If you test engines in a 10 game match and get like for example +3=5-2, this of course is very unprecise. To prove this you play another 5x10 game match and the possibility of getting the same results in all sets is of course low (suppose we are testing engines independent of opening lines). And if we play 500x game sets the possibility of getting closer results is of course higher than the 10x sets. So to solve this we seal the error margin by micro elo accuracy and get a massive number like 90000, getting the same results in 90000x sets is of course high.

The problem now is the huge number of games takes massive amount of time to play in a normal game. We solve this again by having a same fixed depth for both sides, low depths are easy and fast to play you can have 1 game per 20-60 sec per core. Of course a few low depth games are insignificant but the 90000 games compensates for this.

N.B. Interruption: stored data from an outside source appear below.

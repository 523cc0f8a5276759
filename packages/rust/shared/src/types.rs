//! Core domain types: stacks, tools, their looked-up metadata, content nodes
//! and page descriptors.
//!
//! Everything that ends up in a node's field store serializes in camelCase so
//! the page component sees the same shape the site's queries ask for.

use std::collections::BTreeMap;

use serde::{Deserialize, Serialize};

use crate::error::{Result, StackPagesError};

/// Internal type of markdown content nodes.
pub const MARKDOWN_REMARK: &str = "MarkdownRemark";

/// Internal type of file nodes (parents of markdown nodes).
pub const FILE_NODE: &str = "File";

/// Field holding the source instance name copied from the parent file.
pub const FIELD_SOURCE_NAME: &str = "sourceName";

/// Field holding the enriched stacks.
pub const FIELD_STACKS: &str = "stacks";

// ---------------------------------------------------------------------------
// Stack / Tool
// ---------------------------------------------------------------------------

/// A named grouping of tools representing a technology approach.
#[derive(Debug, Clone, PartialEq, Serialize, Deserialize)]
#[serde(rename_all = "camelCase")]
pub struct Stack {
    /// Display name, e.g. "The JAMStack".
    pub name: String,
    /// Routing slug, unique across the catalog.
    pub path: String,
    /// Grouping label.
    pub category: String,
    pub description: String,
    #[serde(default)]
    pub tools: Vec<Tool>,
}

/// A reference link to an external metadata source.
#[derive(Debug, Clone, Default, PartialEq, Serialize, Deserialize)]
pub struct RefLink {
    #[serde(default, skip_serializing_if = "Option::is_none")]
    pub url: Option<String>,
}

impl RefLink {
    pub fn new(url: impl Into<String>) -> Self {
        Self {
            url: Some(url.into()),
        }
    }

    /// The URL, treating an empty string as absent.
    pub fn as_url(&self) -> Option<&str> {
        self.url.as_deref().filter(|u| !u.is_empty())
    }
}

/// An individual piece of software referenced by a [`Stack`].
#[derive(Debug, Clone, PartialEq, Serialize, Deserialize)]
#[serde(rename_all = "camelCase")]
pub struct Tool {
    pub name: String,
    pub description: String,
    /// Canonical homepage, informational only.
    pub url: String,
    /// Repository link used for the VCS lookup.
    #[serde(default)]
    pub git_hub: RefLink,
    /// Catalog link used for the StackShare lookup.
    #[serde(default)]
    pub stack_share: RefLink,
    /// Filled in by enrichment when the VCS lookup succeeds.
    #[serde(default, skip_serializing_if = "Option::is_none")]
    pub git_hub_data: Option<VcsMetadata>,
    /// Filled in by enrichment when the catalog lookup succeeds.
    #[serde(default, skip_serializing_if = "Option::is_none")]
    pub stack_share_data: Option<CatalogMetadata>,
}

// ---------------------------------------------------------------------------
// Looked-up metadata
// ---------------------------------------------------------------------------

/// Repository metadata returned by the VCS lookup.
#[derive(Debug, Clone, Default, PartialEq, Serialize, Deserialize)]
#[serde(rename_all = "camelCase")]
pub struct VcsMetadata {
    pub full_name: String,
    #[serde(default, skip_serializing_if = "Option::is_none")]
    pub description: Option<String>,
    #[serde(default, skip_serializing_if = "Option::is_none")]
    pub homepage: Option<String>,
    pub html_url: String,
    #[serde(default)]
    pub stars: u64,
    #[serde(default)]
    pub forks: u64,
    #[serde(default)]
    pub open_issues: u64,
    /// SPDX identifier of the repository license.
    #[serde(default, skip_serializing_if = "Option::is_none")]
    pub license: Option<String>,
    #[serde(default, skip_serializing_if = "Vec::is_empty")]
    pub topics: Vec<String>,
    #[serde(default, skip_serializing_if = "Option::is_none")]
    pub pushed_at: Option<String>,
}

/// Tool metadata returned by the catalog (StackShare) lookup.
#[derive(Debug, Clone, Default, PartialEq, Serialize, Deserialize)]
#[serde(rename_all = "camelCase")]
pub struct CatalogMetadata {
    pub name: String,
    pub slug: String,
    #[serde(default, skip_serializing_if = "Option::is_none")]
    pub title: Option<String>,
    #[serde(default, skip_serializing_if = "Option::is_none")]
    pub description: Option<String>,
    #[serde(default, skip_serializing_if = "Option::is_none")]
    pub image_url: Option<String>,
    #[serde(default, skip_serializing_if = "Option::is_none")]
    pub website_url: Option<String>,
    #[serde(default)]
    pub followers_count: u64,
    #[serde(default)]
    pub stacks_count: u64,
    /// The catalog page the lookup was made for.
    pub canonical_url: String,
}

// ---------------------------------------------------------------------------
// ContentNode
// ---------------------------------------------------------------------------

/// A node in the host's content graph.
#[derive(Debug, Clone, PartialEq, Serialize, Deserialize)]
pub struct ContentNode {
    pub id: String,
    /// Host type name, e.g. `MarkdownRemark` or `File`.
    pub internal_type: String,
    #[serde(default, skip_serializing_if = "Option::is_none")]
    pub parent: Option<String>,
    /// Source collection label; set on `File` nodes.
    #[serde(default, skip_serializing_if = "Option::is_none")]
    pub source_instance_name: Option<String>,
    /// Raw node content (markdown body for `MarkdownRemark`).
    #[serde(default, skip_serializing_if = "Option::is_none")]
    pub content: Option<String>,
    /// Fields written by hooks, keyed by field name.
    #[serde(default)]
    pub fields: BTreeMap<String, serde_json::Value>,
}

impl ContentNode {
    /// Create a node with no parent, content, or fields.
    pub fn new(id: impl Into<String>, internal_type: impl Into<String>) -> Self {
        Self {
            id: id.into(),
            internal_type: internal_type.into(),
            parent: None,
            source_instance_name: None,
            content: None,
            fields: BTreeMap::new(),
        }
    }

    pub fn with_parent(mut self, parent: impl Into<String>) -> Self {
        self.parent = Some(parent.into());
        self
    }

    pub fn with_source_instance(mut self, name: impl Into<String>) -> Self {
        self.source_instance_name = Some(name.into());
        self
    }

    pub fn with_content(mut self, content: impl Into<String>) -> Self {
        self.content = Some(content.into());
        self
    }

    pub fn is_type(&self, internal_type: &str) -> bool {
        self.internal_type == internal_type
    }

    /// The `sourceName` field, if written.
    pub fn source_name(&self) -> Option<&str> {
        self.fields.get(FIELD_SOURCE_NAME).and_then(|v| v.as_str())
    }

    /// Decode the `stacks` field. A node without the field has no stacks.
    pub fn stacks(&self) -> Result<Vec<Stack>> {
        match self.fields.get(FIELD_STACKS) {
            None => Ok(Vec::new()),
            Some(value) => serde_json::from_value(value.clone()).map_err(|e| {
                StackPagesError::validation(format!(
                    "node {}: malformed {FIELD_STACKS} field: {e}",
                    self.id
                ))
            }),
        }
    }
}

// ---------------------------------------------------------------------------
// NodeQuery
// ---------------------------------------------------------------------------

/// Filter over the content index: nodes of one type whose field equals a value.
#[derive(Debug, Clone, PartialEq)]
pub struct NodeQuery {
    pub internal_type: String,
    pub field: String,
    pub equals: serde_json::Value,
}

impl NodeQuery {
    pub fn field_eq(
        internal_type: impl Into<String>,
        field: impl Into<String>,
        equals: impl Into<serde_json::Value>,
    ) -> Self {
        Self {
            internal_type: internal_type.into(),
            field: field.into(),
            equals: equals.into(),
        }
    }

    pub fn matches(&self, node: &ContentNode) -> bool {
        node.is_type(&self.internal_type) && node.fields.get(&self.field) == Some(&self.equals)
    }
}

// ---------------------------------------------------------------------------
// PageDescriptor
// ---------------------------------------------------------------------------

/// Render context handed to the page component.
#[derive(Debug, Clone, PartialEq, Eq, Serialize, Deserialize)]
#[serde(rename_all = "camelCase")]
pub struct PageContext {
    /// Id of the content node the stack came from.
    pub id: String,
    pub stack_name: String,
}

/// A request to the host to materialize one output page.
#[derive(Debug, Clone, PartialEq, Eq, Serialize, Deserialize)]
pub struct PageDescriptor {
    /// Route of the generated page.
    pub path: String,
    /// Component the page is rendered with.
    pub component: String,
    pub context: PageContext,
}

The only problem now is depth biases. The nature of the engine play and the search tree of course changes at higher plies. We solve this again by playing the same game set this time with higher ply and see how the candidate engines behave. Do this incremental-ply game sets until the games takes longer to finish and does not permit your budget time for the test.

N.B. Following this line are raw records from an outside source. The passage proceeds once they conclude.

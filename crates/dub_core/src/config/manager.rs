//! Config manager for loading, saving, and section updates.
//!
//! - Writes go to a temp file in the same directory, then rename
//! - `update_section` rewrites one table and keeps the rest of the file as-is
//! - Sections with missing keys are filled in from defaults on load

use std::fs;
use std::io::{self, Write};
use std::path::{Path, PathBuf};

use tempfile::NamedTempFile;
use thiserror::Error;
use toml_edit::{DocumentMut, Item, Table};

use super::settings::{ConfigSection, Settings};

/// Errors that can occur during config operations.
#[derive(Error, Debug)]
pub enum ConfigError {
    #[error("Config I/O error: {0}")]
    Io(#[from] io::Error),

    #[error("Failed to parse config: {0}")]
    Parse(#[from] toml::de::Error),

    #[error("Failed to serialize config: {0}")]
    Serialize(#[from] toml::ser::Error),

    #[error("Failed to parse config for editing: {0}")]
    EditParse(#[from] toml_edit::TomlError),

    #[error("Config file not found: {0}")]
    NotFound(PathBuf),
}

/// Result type for config operations.
pub type ConfigResult<T> = Result<T, ConfigError>;

/// Owns the settings file and the settings loaded from it.
pub struct ConfigManager {
    config_path: PathBuf,
    settings: Settings,
}

impl ConfigManager {
    /// Create a manager for `config_path`. Nothing is read until `load*`.
    pub fn new(config_path: impl Into<PathBuf>) -> Self {
        Self {
            config_path: config_path.into(),
            settings: Settings::default(),
        }
    }

    pub fn path(&self) -> &Path {
        &self.config_path
    }

    pub fn settings(&self) -> &Settings {
        &self.settings
    }

    /// In-memory only until `save()` or `update_section()`.
    pub fn settings_mut(&mut self) -> &mut Settings {
        &mut self.settings
    }

    /// Load config from file; a missing file is an error.
    pub fn load(&mut self) -> ConfigResult<()> {
        if !self.config_path.exists() {
            return Err(ConfigError::NotFound(self.config_path.clone()));
        }

        let content = fs::read_to_string(&self.config_path)?;
        self.settings = toml::from_str(&content)?;
        Ok(())
    }

    /// Load config, writing defaults if the file doesn't exist.
    ///
    /// Sections that are absent or missing keys are rewritten with the
    /// loaded values plus defaults; other sections are left untouched.
    pub fn load_or_create(&mut self) -> ConfigResult<()> {
        if !self.config_path.exists() {
            self.settings = Settings::default();
            self.save()?;
            tracing::info!(
                "[Config] Created default config at {}",
                self.config_path.display()
            );
            return Ok(());
        }

        let content = fs::read_to_string(&self.config_path)?;
        self.settings = toml::from_str(&content)?;
        let mut doc: DocumentMut = content.parse()?;

        for (key, _) in doc.iter() {
            if !ConfigSection::all().iter().any(|s| s.table_name() == key) {
                tracing::warn!("[Config] Ignoring unknown section [{}]", key);
            }
        }

        let incomplete = self.incomplete_sections(&doc)?;
        if !incomplete.is_empty() {
            for section in &incomplete {
                doc[section.table_name()] = Item::Table(self.section_table(*section)?);
            }
            self.atomic_write(&doc.to_string())?;
            tracing::debug!("[Config] Filled in defaults for {:?}", incomplete);
        }

        Ok(())
    }

    /// Create the outputs and logs directories.
    pub fn ensure_dirs_exist(&self) -> ConfigResult<()> {
        for dir in [
            &self.settings.paths.outputs_folder,
            &self.settings.paths.logs_folder,
        ] {
            fs::create_dir_all(dir)?;
        }
        Ok(())
    }

    pub fn outputs_folder(&self) -> PathBuf {
        PathBuf::from(&self.settings.paths.outputs_folder)
    }

    pub fn logs_folder(&self) -> PathBuf {
        PathBuf::from(&self.settings.paths.logs_folder)
    }

    /// Save the entire config, with section comments.
    pub fn save(&self) -> ConfigResult<()> {
        let content = self.generate_config_with_comments()?;
        self.atomic_write(&content)?;
        Ok(())
    }

    /// Rewrite one section in the file on disk.
    ///
    /// The file is re-read first, so edits to other sections made outside
    /// this process survive.
    pub fn update_section(&mut self, section: ConfigSection) -> ConfigResult<()> {
        let current_content = if self.config_path.exists() {
            fs::read_to_string(&self.config_path)?
        } else {
            String::new()
        };

        let mut doc: DocumentMut = current_content.parse()?;
        doc[section.table_name()] = Item::Table(self.section_table(section)?);

        self.atomic_write(&doc.to_string())?;
        Ok(())
    }

    /// One section of the in-memory settings as an editable table.
    fn section_table(&self, section: ConfigSection) -> ConfigResult<Table> {
        let section_toml = self.section_body(section)?;
        let section_doc: DocumentMut = section_toml.parse()?;
        Ok(section_doc.as_table().clone())
    }

    fn section_body(&self, section: ConfigSection) -> ConfigResult<String> {
        let body = match section {
            ConfigSection::Paths => toml::to_string_pretty(&self.settings.paths)?,
            ConfigSection::Logging => toml::to_string_pretty(&self.settings.logging)?,
            ConfigSection::Assembly => toml::to_string_pretty(&self.settings.assembly)?,
            ConfigSection::Denoise => toml::to_string_pretty(&self.settings.denoise)?,
        };
        Ok(body)
    }

    fn incomplete_sections(&self, doc: &DocumentMut) -> ConfigResult<Vec<ConfigSection>> {
        let mut incomplete = Vec::new();
        for section in ConfigSection::all() {
            let expected = self.section_table(section)?;
            let complete = match doc.get(section.table_name()).and_then(Item::as_table) {
                Some(existing) => expected.iter().all(|(key, _)| existing.contains_key(key)),
                None => false,
            };
            if !complete {
                incomplete.push(section);
            }
        }
        Ok(incomplete)
    }

    fn generate_config_with_comments(&self) -> ConfigResult<String> {
        let mut output = String::new();
        output.push_str("# Dub Core Configuration\n");
        output.push_str(
            "# This file is auto-generated. Comments may be preserved on section updates.\n",
        );

        for section in ConfigSection::all() {
            let comment = match section {
                ConfigSection::Paths => "# Output and log directories",
                ConfigSection::Logging => "# Logging configuration",
                ConfigSection::Assembly => "# Track assembly (mode: synced | sequential)",
                ConfigSection::Denoise => {
                    "# TTS clip cleanup (model_path falls back to RNNOISE_MODEL_PATH)"
                }
            };
            output.push('\n');
            output.push_str(comment);
            output.push('\n');
            output.push_str(&format!("[{}]\n", section.table_name()));
            for line in self.section_body(section)?.lines() {
                output.push_str(line);
                output.push('\n');
            }
        }

        Ok(output)
    }

    /// Write to a temp file beside the config, then rename over it.
    fn atomic_write(&self, content: &str) -> io::Result<()> {
        let dir = match self.config_path.parent() {
            Some(p) if !p.as_os_str().is_empty() => p.to_path_buf(),
            _ => PathBuf::from("."),
        };
        fs::create_dir_all(&dir)?;

        let mut tmp = NamedTempFile::new_in(&dir)?;
        tmp.write_all(content.as_bytes())?;
        tmp.as_file().sync_all()?;
        tmp.persist(&self.config_path).map_err(|e| e.error)?;

        Ok(())
    }
}

#[cfg(test)]
mod tests {
    use super::*;
    use crate::logging::LogLevel;
    use crate::models::AssemblyMode;
    use tempfile::tempdir;

    #[test]
    fn load_or_create_creates_default() {
        let dir = tempdir().unwrap();
        let config_path = dir.path().join(".config").join("dub.toml");

        let mut manager = ConfigManager::new(&config_path);
        manager.load_or_create().unwrap();

        let content = fs::read_to_string(&config_path).unwrap();
        for table in ["[paths]", "[logging]", "[assembly]", "[denoise]"] {
            assert!(content.contains(table), "missing {}", table);
        }
        assert!(content.contains("mode = \"synced\""));

        // The generated file loads back to the same settings
        let mut reloaded = ConfigManager::new(&config_path);
        reloaded.load().unwrap();
        assert_eq!(reloaded.settings(), &Settings::default());
    }

    #[test]
    fn load_missing_file_is_not_found() {
        let dir = tempdir().unwrap();
        let mut manager = ConfigManager::new(dir.path().join("absent.toml"));
        assert!(matches!(manager.load(), Err(ConfigError::NotFound(_))));
    }

    #[test]
    fn malformed_file_is_error() {
        let dir = tempdir().unwrap();
        let config_path = dir.path().join("dub.toml");
        fs::write(&config_path, "[assembly\nmode = ").unwrap();

        let mut manager = ConfigManager::new(&config_path);
        assert!(manager.load_or_create().is_err());
    }

    #[test]
    fn load_or_create_preserves_existing_and_fills_gaps() {
        let dir = tempdir().unwrap();
        let config_path = dir.path().join("dub.toml");
        fs::write(
            &config_path,
            "# mine\n[assembly]\nmode = \"sequential\"\ngap_ms = 500\n",
        )
        .unwrap();

        let mut manager = ConfigManager::new(&config_path);
        manager.load_or_create().unwrap();

        assert_eq!(manager.settings().assembly.mode, AssemblyMode::Sequential);
        assert_eq!(manager.settings().assembly.gap_ms, 500);

        let content = fs::read_to_string(&config_path).unwrap();
        assert!(content.contains("export_format"));
        assert!(content.contains("[denoise]"));
        assert!(content.contains("gap_ms = 500"));
    }

    #[test]
    fn update_section_only_changes_target() {
        let dir = tempdir().unwrap();
        let config_path = dir.path().join("dub.toml");

        let mut manager = ConfigManager::new(&config_path);
        manager.load_or_create().unwrap();

        // Another writer changes paths on disk
        let content = fs::read_to_string(&config_path).unwrap();
        fs::write(
            &config_path,
            content.replace("outputs_folder = \"outputs\"", "outputs_folder = \"elsewhere\""),
        )
        .unwrap();

        manager.settings_mut().logging.level = LogLevel::Debug;
        manager.update_section(ConfigSection::Logging).unwrap();

        let content = fs::read_to_string(&config_path).unwrap();
        assert!(content.contains("level = \"debug\""));
        assert!(content.contains("outputs_folder = \"elsewhere\""));
    }

    #[test]
    fn atomic_write_leaves_no_temp_files() {
        let dir = tempdir().unwrap();
        let config_path = dir.path().join("dub.toml");

        let mut manager = ConfigManager::new(&config_path);
        manager.load_or_create().unwrap();
        manager.save().unwrap();

        let entries: Vec<_> = fs::read_dir(dir.path()).unwrap().collect();
        assert_eq!(entries.len(), 1);
    }

    #[test]
    fn ensure_dirs_creates_outputs_and_logs() {
        let dir = tempdir().unwrap();
        let mut manager = ConfigManager::new(dir.path().join("dub.toml"));
        manager.settings_mut().paths.outputs_folder =
            dir.path().join("out").to_string_lossy().to_string();
        manager.settings_mut().paths.logs_folder =
            dir.path().join("logs").to_string_lossy().to_string();

        manager.ensure_dirs_exist().unwrap();
        assert!(manager.outputs_folder().is_dir());
        assert!(manager.logs_folder().is_dir());
    }
}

After all of that game sets, we take all the result elo and take their average. This is now our final elo and determines the strength gain of engine/version x to y (+7.3 elo in the example above). Of course more games sets is always better. The chances of this final elo the same for higher depths and for normal engine testing games to be similar is also high (of course games has to be also massive or unless you have unique engine terms in higher depths).

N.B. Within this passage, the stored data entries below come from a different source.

//! ffmpeg `-af` filter chain construction.

use std::fmt;
use std::path::{Path, PathBuf};

use super::types::FADE_DURATION_SECS;

/// Trailing-silence trim: only stop periods, 200ms at -35dB or quieter.
const SILENCE_TRIM: &str =
    "silenceremove=start_periods=0:stop_periods=-1:stop_duration=0.2:stop_threshold=-35dB";

/// One stage of the cleanup filter chain.
#[derive(Debug, Clone, PartialEq)]
pub enum FilterStage {
    /// RNNoise suppression with the given model file.
    NoiseSuppression { model: PathBuf },
    /// Trailing silence removal.
    SilenceTrim,
    /// Linear fade to silence.
    FadeOut { start_secs: f64, duration_secs: f64 },
}

impl fmt::Display for FilterStage {
    fn fmt(&self, f: &mut fmt::Formatter<'_>) -> fmt::Result {
        match self {
            FilterStage::NoiseSuppression { model } => {
                write!(f, "arnndn=m={}", escape_filter_value(&model.to_string_lossy()))
            }
            FilterStage::SilenceTrim => f.write_str(SILENCE_TRIM),
            FilterStage::FadeOut {
                start_secs,
                duration_secs,
            } => write!(f, "afade=t=out:st={:.4}:d={}", start_secs, duration_secs),
        }
    }
}

/// Ordered list of filter stages.
#[derive(Debug, Clone, PartialEq)]
pub struct FilterChainSpec {
    stages: Vec<FilterStage>,
}

impl FilterChainSpec {
    /// Suppression (when a model is given), silence trim, then tail fade.
    pub fn full(model: Option<&Path>, duration_secs: f64) -> Self {
        let mut stages = Vec::with_capacity(3);
        if let Some(model) = model {
            stages.push(FilterStage::NoiseSuppression {
                model: model.to_path_buf(),
            });
        }
        stages.push(FilterStage::SilenceTrim);
        stages.push(fade_stage(duration_secs));
        Self { stages }
    }

    /// Tail fade only, for the precision re-pass.
    pub fn fade_only(duration_secs: f64) -> Self {
        Self {
            stages: vec![fade_stage(duration_secs)],
        }
    }

    pub fn stages(&self) -> &[FilterStage] {
        &self.stages
    }

    pub fn has_noise_suppression(&self) -> bool {
        self.stages
            .iter()
            .any(|s| matches!(s, FilterStage::NoiseSuppression { .. }))
    }

    /// Comma-joined `-af` argument.
    pub fn render(&self) -> String {
        self.stages
            .iter()
            .map(ToString::to_string)
            .collect::<Vec<_>>()
            .join(",")
    }
}

/// Chains to try in order: with suppression then without, or just without.
pub fn chain_variants(model: Option<&Path>, duration_secs: f64) -> Vec<FilterChainSpec> {
    match model {
        Some(model) => vec![
            FilterChainSpec::full(Some(model), duration_secs),
            FilterChainSpec::full(None, duration_secs),
        ],
        None => vec![FilterChainSpec::full(None, duration_secs)],
    }
}

/// Where the tail fade starts for a clip of `duration_secs`.
pub fn fade_start(duration_secs: f64) -> f64 {
    (duration_secs - FADE_DURATION_SECS).max(0.0)
}

fn fade_stage(duration_secs: f64) -> FilterStage {
    FilterStage::FadeOut {
        start_secs: fade_start(duration_secs),
        duration_secs: FADE_DURATION_SECS,
    }
}

/// Resolve the model to use: `candidate` only if it names an existing file.
///
/// A configured but missing model is logged and treated as no model.
pub fn resolve_model_path(candidate: Option<&Path>) -> Option<PathBuf> {
    let path = candidate?;
    if path.is_file() {
        Some(path.to_path_buf())
    } else {
        tracing::warn!(
            "[Denoise] RNNoise model not found at {}, skipping noise suppression",
            path.display()
        );
        None
    }
}

/// Backslash-escape characters that ffmpeg's filter parser treats specially.
fn escape_filter_value(value: &str) -> String {
    let mut out = String::with_capacity(value.len());
    for c in value.chars() {
        if matches!(c, '\\' | ':' | ',' | '\'') {
            out.push('\\');
        }
        out.push(c);
    }
    out
}

#[cfg(test)]
mod tests {
    use super::*;

    #[test]
    fn fade_start_positions() {
        assert!((fade_start(2.0) - 1.97).abs() < 1e-9);
        assert_eq!(fade_start(0.01), 0.0);
        assert_eq!(FilterChainSpec::fade_only(2.0).render(), "afade=t=out:st=1.9700:d=0.03");
        assert_eq!(FilterChainSpec::fade_only(0.01).render(), "afade=t=out:st=0.0000:d=0.03");
    }

    #[test]
    fn full_chain_with_model() {
        let chain = FilterChainSpec::full(Some(Path::new("/models/sh.rnnn")), 2.0);
        assert!(chain.has_noise_suppression());
        assert_eq!(
            chain.render(),
            "arnndn=m=/models/sh.rnnn,\
             silenceremove=start_periods=0:stop_periods=-1:stop_duration=0.2:stop_threshold=-35dB,\
             afade=t=out:st=1.9700:d=0.03"
        );
    }

    #[test]
    fn full_chain_without_model_has_no_suppression() {
        let chain = FilterChainSpec::full(None, 3.5);
        assert!(!chain.has_noise_suppression());
        assert!(!chain.render().contains("arnndn"));
        assert_eq!(chain.stages().len(), 2);
    }

    #[test]
    fn variants_drop_suppression_on_fallback() {
        let variants = chain_variants(Some(Path::new("/m.rnnn")), 1.0);
        assert_eq!(variants.len(), 2);
        assert!(variants[0].has_noise_suppression());
        assert!(!variants[1].has_noise_suppression());

        let variants = chain_variants(None, 1.0);
        assert_eq!(variants.len(), 1);
        assert!(!variants[0].has_noise_suppression());
    }

    #[test]
    fn model_path_special_chars_are_escaped() {
        let stage = FilterStage::NoiseSuppression {
            model: PathBuf::from("C:\\models\\a,b'c.rnnn"),
        };
        assert_eq!(stage.to_string(), "arnndn=m=C\\:\\\\models\\\\a\\,b\\'c.rnnn");
    }

    #[test]
    fn resolve_requires_existing_file() {
        let dir = tempfile::tempdir().unwrap();
        let model = dir.path().join("sh.rnnn");
        assert_eq!(resolve_model_path(Some(&model)), None);

        std::fs::write(&model, b"model").unwrap();
        assert_eq!(resolve_model_path(Some(&model)), Some(model.clone()));
        assert_eq!(resolve_model_path(None), None);
    }
}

This is good if you are testing minimal changes to an engine, you can track the changes with precise accuracy and log it. I currently use this method in tuning an engine.

In the future I will also write about a new method of opening books/sets in engine testing, engine-eval values tuning and probably release the engine that my friends made and the one I am tuning right now. And it is clusterable, hopefully this will be the first cluster chess engine available to public :-)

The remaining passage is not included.